Requirement
One range is to be output from the listing below, exactly as written: the line with "and Level system" to the line with "use serde::Serialize;", both kept.

Segment Start: Data for this task

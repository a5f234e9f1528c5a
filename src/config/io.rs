//! Configuration file I/O operations

use std::fs::{File, OpenOptions};
use std::io::Write;
use std::path::{Path, PathBuf};

use anyhow::{Context, Result};
use fs2::FileExt;

use super::Config;

impl Config {
    /// Get the global config directory path (~/.quizquest/)
    pub fn global_config_dir() -> PathBuf {
        dirs::home_dir()
            .unwrap_or_else(|| PathBuf::from("."))
            .join(".quizquest")
    }

    /// Get the global config file path (~/.quizquest/config.toml)
    pub fn global_config_path() -> PathBuf {
        Self::global_config_dir().join("config.toml")
    }

    /// Default progress database path (~/.quizquest/progress.db)
    pub fn default_database_path() -> PathBuf {
        Self::global_config_dir().join("progress.db")
    }

    /// Database path from settings, or the default location
    pub fn database_path(&self) -> PathBuf {
        self.settings
            .database
            .clone()
            .unwrap_or_else(Self::default_database_path)
    }

    /// Load configuration from a file and validate it
    pub fn from_file(path: &Path) -> Result<Self> {
        let content = std::fs::read_to_string(path)
            .with_context(|| format!("Failed to read config file: {}", path.display()))?;

        let config: Config = toml::from_str(&content)
            .with_context(|| format!("Failed to parse config file: {}", path.display()))?;

        config
            .validate()
            .with_context(|| format!("Invalid config file: {}", path.display()))?;

        Ok(config)
    }

    /// Save configuration to a file with atomic write and file locking.
    ///
    /// Holds an exclusive lock on a sibling `.lock` file while writing to a
    /// temp file that is then renamed over the target.
    pub fn save_to_file(&self, path: &Path) -> Result<()> {
        if let Some(parent) = path.parent() {
            std::fs::create_dir_all(parent).with_context(|| {
                format!("Failed to create config directory: {}", parent.display())
            })?;
        }

        let content = toml::to_string_pretty(self).with_context(|| "Failed to serialize config")?;

        let _lock = lock_config(path)?;
        write_atomic(path, &content)
    }

    /// Load configuration from `path`, creating it with defaults if missing
    pub fn load_or_init(path: &Path) -> Result<Self> {
        if !path.exists() {
            Self::init_file(path)?;
        }
        Self::from_file(path)
    }

    /// Load global configuration from ~/.quizquest/config.toml
    /// If no config exists, auto-creates one with defaults.
    pub fn load() -> Result<Self> {
        Self::load_or_init(&Self::global_config_path())
    }

    /// Write a default config to `path` unless another process got there first
    fn init_file(path: &Path) -> Result<()> {
        if let Some(parent) = path.parent() {
            std::fs::create_dir_all(parent).with_context(|| {
                format!("Failed to create config directory: {}", parent.display())
            })?;
        }

        let _lock = lock_config(path)?;

        // Re-check after acquiring lock (another process may have created it)
        if path.exists() {
            return Ok(());
        }

        let content = toml::to_string_pretty(&Self::default())
            .with_context(|| "Failed to serialize default config")?;
        write_atomic(path, &content)?;

        tracing::info!("Created {}", path.display());
        Ok(())
    }
}

/// Take an exclusive lock next to the config file. Released on drop.
fn lock_config(path: &Path) -> Result<File> {
    let lock_path = path.with_extension("toml.lock");
    let lock_file = OpenOptions::new()
        .write(true)
        .create(true)
        .truncate(true)
        .open(&lock_path)
        .with_context(|| format!("Failed to create lock file: {}", lock_path.display()))?;

    lock_file
        .lock_exclusive()
        .with_context(|| "Failed to acquire config lock")?;

    Ok(lock_file)
}

/// Temp file + rename so a crash never leaves a half-written config
fn write_atomic(path: &Path, content: &str) -> Result<()> {
    let temp_path = path.with_extension("toml.tmp");
    let mut temp_file = OpenOptions::new()
        .write(true)
        .create(true)
        .truncate(true)
        .open(&temp_path)
        .with_context(|| format!("Failed to create temp file: {}", temp_path.display()))?;

    temp_file
        .write_all(content.as_bytes())
        .with_context(|| "Failed to write config content")?;

    temp_file
        .sync_all()
        .with_context(|| "Failed to sync config file")?;

    std::fs::rename(&temp_path, path)
        .with_context(|| format!("Failed to rename config file: {}", path.display()))?;

    Ok(())
}
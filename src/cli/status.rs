//! Status command implementation

use anyhow::Result;

use quizquest::stats::achievements::Achievement;
use quizquest::stats::open_manager;
use quizquest::Config;

/// Show level, XP and quiz totals
pub fn status_command(config: &Config) -> Result<()> {
    let manager = open_manager(config)?;
    let stats = manager.stats();
    let level = manager.level_progress();

    println!("Player: {}\n", stats.user_id);
    println!(
        "  Level {}  [{}/{} XP, {:.0}%]  {} XP to next level",
        level.current_level,
        level.current_xp,
        level.current_xp + level.xp_to_next_level,
        level.progress_percentage,
        level.xp_to_next_level
    );
    println!("  Total XP:      {}", stats.total_xp);
    println!("  Score:         {}", stats.total_score);
    println!(
        "  Quizzes:       {} ({} perfect, {:.1}% accuracy)",
        stats.total_quizzes,
        stats.perfect_scores,
        stats.accuracy()
    );
    println!(
        "  Demo quizzes:  {} ({} perfect)",
        stats.demo_quizzes, stats.demo_perfect_scores
    );
    println!("  Streak:        {} day(s)", stats.streak_days);
    if stats.fastest_quiz_time > 0 {
        println!("  Fastest quiz:  {}s", stats.fastest_quiz_time);
    }
    if !stats.subjects_mastered.is_empty() {
        let subjects: Vec<_> = stats.subjects_mastered.iter().map(String::as_str).collect();
        println!("  Mastered:      {}", subjects.join(", "));
    }
    if let Some(last) = stats.last_quiz_date {
        println!("  Last quiz:     {}", last);
    }

    if !stats.weekly.period.is_empty() {
        println!(
            "\n  This week ({}): {} quizzes, {} XP",
            stats.weekly.period, stats.weekly.quizzes, stats.weekly.xp
        );
    }

    println!(
        "\n  Achievements:  {}/{} ({} XP from achievements)",
        manager.unlocked_achievements().len(),
        Achievement::total_count(),
        manager.total_achievement_xp()
    );

    manager.teardown()
}
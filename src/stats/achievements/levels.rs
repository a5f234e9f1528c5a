//! XP and Level system
//!
//! Two independent curves live here:
//! - [`LevelCalculator`]: flat XP-per-level, drives `GameStats::current_level`
//!   and the progress bar.
//! - [`LevellingCurve`]: exponential "required XP for level N" used by the
//!   gamification settings.

use std::num::NonZeroU32;

use serde::Serialize;

use crate::config::ConfigError;
use crate::stats::models::GameStats;

/// Progress within the current level
#[derive(Debug, Clone, Copy, PartialEq, Serialize)]
pub struct LevelProgress {
    pub current_level: u32,
    /// XP earned inside the current level
    pub current_xp: u32,
    pub xp_to_next_level: u32,
    /// 0.0 - 100.0
    pub progress_percentage: f64,
}

/// Flat XP-per-level calculator
#[derive(Debug, Clone, Copy, PartialEq, Eq)]
pub struct LevelCalculator {
    xp_per_level: NonZeroU32,
}

impl LevelCalculator {
    pub const DEFAULT_XP_PER_LEVEL: u32 = 1000;

    /// Zero XP per level is a configuration error
    pub fn new(xp_per_level: u32) -> Result<Self, ConfigError> {
        NonZeroU32::new(xp_per_level)
            .map(|xp_per_level| Self { xp_per_level })
            .ok_or(ConfigError::ZeroXpPerLevel)
    }

    pub fn xp_per_level(&self) -> u32 {
        self.xp_per_level.get()
    }

    /// Level for a cumulative XP total (level 1 at 0 XP)
    pub fn level_for_xp(&self, total_xp: u64) -> u32 {
        let level = total_xp / u64::from(self.xp_per_level.get()) + 1;
        u32::try_from(level).unwrap_or(u32::MAX)
    }

    /// Progress bar numbers for the given stats
    pub fn level_progress(&self, stats: &GameStats) -> LevelProgress {
        let per_level = self.xp_per_level.get();
        // Remainder is always < per_level, so it fits in u32
        let current_xp = (stats.total_xp % u64::from(per_level)) as u32;

        LevelProgress {
            current_level: self.level_for_xp(stats.total_xp),
            current_xp,
            xp_to_next_level: per_level - current_xp,
            progress_percentage: 100.0 * f64::from(current_xp) / f64::from(per_level),
        }
    }
}

impl Default for LevelCalculator {
    fn default() -> Self {
        Self {
            xp_per_level: NonZeroU32::new(Self::DEFAULT_XP_PER_LEVEL)
                .unwrap_or(NonZeroU32::MIN),
        }
    }
}

/// Exponential levelling curve: `base * multiplier^(level - 2)`
#[derive(Debug, Clone, Copy, PartialEq)]
pub struct LevellingCurve {
    pub base_xp: u32,
    pub multiplier: f64,
}

impl LevellingCurve {
    pub fn new(base_xp: u32, multiplier: f64) -> Result<Self, ConfigError> {
        if !multiplier.is_finite() || multiplier <= 0.0 {
            return Err(ConfigError::InvalidMultiplier(multiplier));
        }
        Ok(Self { base_xp, multiplier })
    }

    /// XP required to reach `level`. Levels 0 and 1 need nothing.
    pub fn required_xp(&self, level: u32) -> u64 {
        if level <= 1 {
            return 0;
        }
        let exponent = i32::try_from(level - 2).unwrap_or(i32::MAX);
        let required = f64::from(self.base_xp) * self.multiplier.powi(exponent);
        // `as` saturates on overflow and maps NaN to 0
        required.round() as u64
    }

    /// (level, required xp) pairs for levels 1..=max_level
    pub fn table(&self, max_level: u32) -> Vec<(u32, u64)> {
        (1..=max_level).map(|l| (l, self.required_xp(l))).collect()
    }
}

impl Default for LevellingCurve {
    fn default() -> Self {
        Self {
            base_xp: 100,
            multiplier: 1.5,
        }
    }
}

/// XP rewards for quiz results
pub struct XpRewards;

impl XpRewards {
    /// XP for each correct answer
    pub const CORRECT_ANSWER: u64 = 10;

    /// Points added to the score for each correct answer
    pub const POINTS_PER_CORRECT: u64 = 10;

    /// Bonus XP for a quiz without mistakes
    pub const PERFECT_BONUS: u64 = 50;

    /// Streak day 1 = 2 XP, day 2 = 4 XP, etc. (capped at 20)
    pub fn streak_bonus(streak_days: u32) -> u64 {
        u64::from(streak_days.saturating_mul(2).min(20))
    }
}
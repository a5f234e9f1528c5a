//! Time bucketing utilities for period rollups
//!
//! - Week buckets: "YYYY-Www" (ISO week, Monday start)
//! - Month buckets: "YYYY-MM"
//! - Year buckets: "YYYY"

use chrono::{Datelike, NaiveDate};

/// Compute the ISO week bucket for a date.
///
/// # Example
/// ```
/// use chrono::NaiveDate;
/// use quizquest::stats::week_bucket;
///
/// let d = NaiveDate::from_ymd_opt(2026, 10, 19).unwrap();
/// assert_eq!(week_bucket(d), "2026-W43");
/// ```
pub fn week_bucket(date: NaiveDate) -> String {
    let week = date.iso_week();
    format!("{:04}-W{:02}", week.year(), week.week())
}

/// Compute the month bucket for a date.
pub fn month_bucket(date: NaiveDate) -> String {
    format!("{:04}-{:02}", date.year(), date.month())
}

/// Compute the year bucket for a date.
pub fn year_bucket(date: NaiveDate) -> String {
    format!("{:04}", date.year())
}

Segment End: Data for this task

Result of this exercise
//! XP and Level system
//!
//! Two independent curves live here:
//! - [`LevelCalculator`]: flat XP-per-level, drives `GameStats::current_level`
//!   and the progress bar.
//! - [`LevellingCurve`]: exponential "required XP for level N" used by the
//!   gamification settings.

use std::num::NonZeroU32;

use serde::Serialize;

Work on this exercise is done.